AgentSkillsCN

mol-ml

面向分子数据的机器学习工作流。适用于构建分子ML模型、划分数据集、为ML选择指纹特征、避免数据泄露,或执行基于骨架的训练/测试集拆分。全面覆盖分子ML领域常见的各类陷阱与误区。

SKILL.md
--- frontmatter
name: mol-ml
description: Machine learning workflows for molecular data. Use when building ML models with molecules, splitting datasets, selecting fingerprints for ML, avoiding data leakage, or doing scaffold-based train/test splits. Covers common pitfalls in molecular ML.

Molecular ML Skill

Best practices for machine learning with molecular data using RDKit.

Scaffold Splitting

Critical for avoiding data leakage — molecules with the same scaffold in train and test sets lead to overly optimistic performance estimates.

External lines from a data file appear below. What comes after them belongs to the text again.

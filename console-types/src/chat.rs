//! Chat turns and the streaming chat endpoint's wire format.

use serde::{Deserialize, Serialize};
use serde_json::Value;
use ts_rs::TS;

use crate::PayloadError;

#[derive(Debug, Clone, Copy, PartialEq, Eq, Serialize, Deserialize, TS)]
#[serde(rename_all = "lowercase")]
#[ts(export, export_to = "../../console-ui/src/types/generated.ts")]
pub enum ChatRole {
    User,
    Assistant,
}

/// One rendered turn of a conversation.
#[derive(Debug, Clone, PartialEq, Eq, Serialize, Deserialize, TS)]
#[ts(export, export_to = "../../console-ui/src/types/generated.ts")]
pub struct ChatTurn {
    pub role: ChatRole,
    pub content: String,
}

impl ChatTurn {
    pub fn user(content: impl Into<String>) -> Self {
        Self {
            role: ChatRole::User,
            content: content.into(),
        }
    }

    pub fn assistant(content: impl Into<String>) -> Self {
        Self {
            role: ChatRole::Assistant,
            content: content.into(),
        }
    }
}

/// Body of `POST /tasks/{id}/chat/stream`.
#[derive(Debug, Clone, PartialEq, Serialize, Deserialize, TS)]
#[ts(export, export_to = "../../console-ui/src/types/generated.ts")]
pub struct ChatStreamRequest {
    pub messages: Vec<ChatTurn>,
    pub thread_id: String,
    pub thread_number: u32,
    /// Set only when continuing a persisted log, so the backend updates it
    /// instead of creating a new one.
    #[serde(default, skip_serializing_if = "Option::is_none")]
    #[ts(optional)]
    pub execution_number: Option<i64>,
}

/// One decoded `data:` line of a streamed chat reply.
#[derive(Debug, Clone, PartialEq, Eq)]
pub enum ChatFragment {
    Text(String),
    Done,
    Error(String),
}

impl ChatFragment {
    pub fn is_terminal(&self) -> bool {
        !matches!(self, Self::Text(_))
    }
}

/// Decode the JSON after a `data:` prefix.
pub fn parse_chat_fragment(data: &str) -> Result<ChatFragment, PayloadError> {
    let json = serde_json::from_str::<Value>(data)?;
    if !json.is_object() {
        return Err(PayloadError::NotAnObject);
    }

    if let Some(error) = json.get("error").filter(|v| !v.is_null()) {
        let message = error
            .as_str()
            .map(ToString::to_string)
            .unwrap_or_else(|| error.to_string());
        return Ok(ChatFragment::Error(message));
    }
    if json.get("done").and_then(Value::as_bool) == Some(true) {
        return Ok(ChatFragment::Done);
    }
    if let Some(text) = json.get("text").and_then(Value::as_str) {
        return Ok(ChatFragment::Text(text.to_string()));
    }

    Err(PayloadError::UnknownFragment(data.to_string()))
}

#[cfg(test)]
mod tests {
    use super::*;

    #[test]
    fn request_omits_unset_execution_number() {
        let request = ChatStreamRequest {
            messages: vec![ChatTurn::user("hi")],
            thread_id: "thread_1_abc".to_string(),
            thread_number: 1,
            execution_number: None,
        };
        let json = serde_json::to_value(&request).unwrap();
        assert!(json.get("execution_number").is_none());
        assert_eq!(json["messages"][0]["role"], "user");

        let resumed = ChatStreamRequest {
            execution_number: Some(7),
            ..request
        };
        let json = serde_json::to_value(&resumed).unwrap();
        assert_eq!(json["execution_number"], 7);
    }

    #[test]
    fn fragments_decode() {
        assert_eq!(
            parse_chat_fragment(r#"{"text":"Hel"}"#).unwrap(),
            ChatFragment::Text("Hel".to_string())
        );
        assert_eq!(
            parse_chat_fragment(r#"{"done":true}"#).unwrap(),
            ChatFragment::Done
        );
        assert_eq!(
            parse_chat_fragment(r#"{"error":"model overloaded"}"#).unwrap(),
            ChatFragment::Error("model overloaded".to_string())
        );
    }

    #[test]
    fn unusable_fragments_are_errors() {
        assert!(parse_chat_fragment(r#"{"te"#).is_err());
        assert!(matches!(
            parse_chat_fragment(r#"{"done":false}"#),
            Err(PayloadError::UnknownFragment(_))
        ));
        assert!(matches!(
            parse_chat_fragment(r#""text""#),
            Err(PayloadError::NotAnObject)
        ));
    }
}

See references/scaffolds.md for complete documentation.

Quick Reference

python
from rdkit import Chem
from rdkit.Chem.Scaffolds.MurckoScaffold import MurckoScaffoldSmiles
from collections import defaultdict

def get_scaffold(smiles):
    """Extract Murcko scaffold from SMILES."""
    mol = Chem.MolFromSmiles(smiles)
    if mol is None:
        return None
    return MurckoScaffoldSmiles(mol=mol, includeChirality=False)

def scaffold_split(smiles_list, test_size=0.2, random_state=42):
    """Split molecules by scaffold to avoid data leakage."""
    import random
    random.seed(random_state)

    # Group by scaffold
    scaffold_to_indices = defaultdict(list)
    for idx, smi in enumerate(smiles_list):
        scaffold = get_scaffold(smi)
        scaffold_to_indices[scaffold].append(idx)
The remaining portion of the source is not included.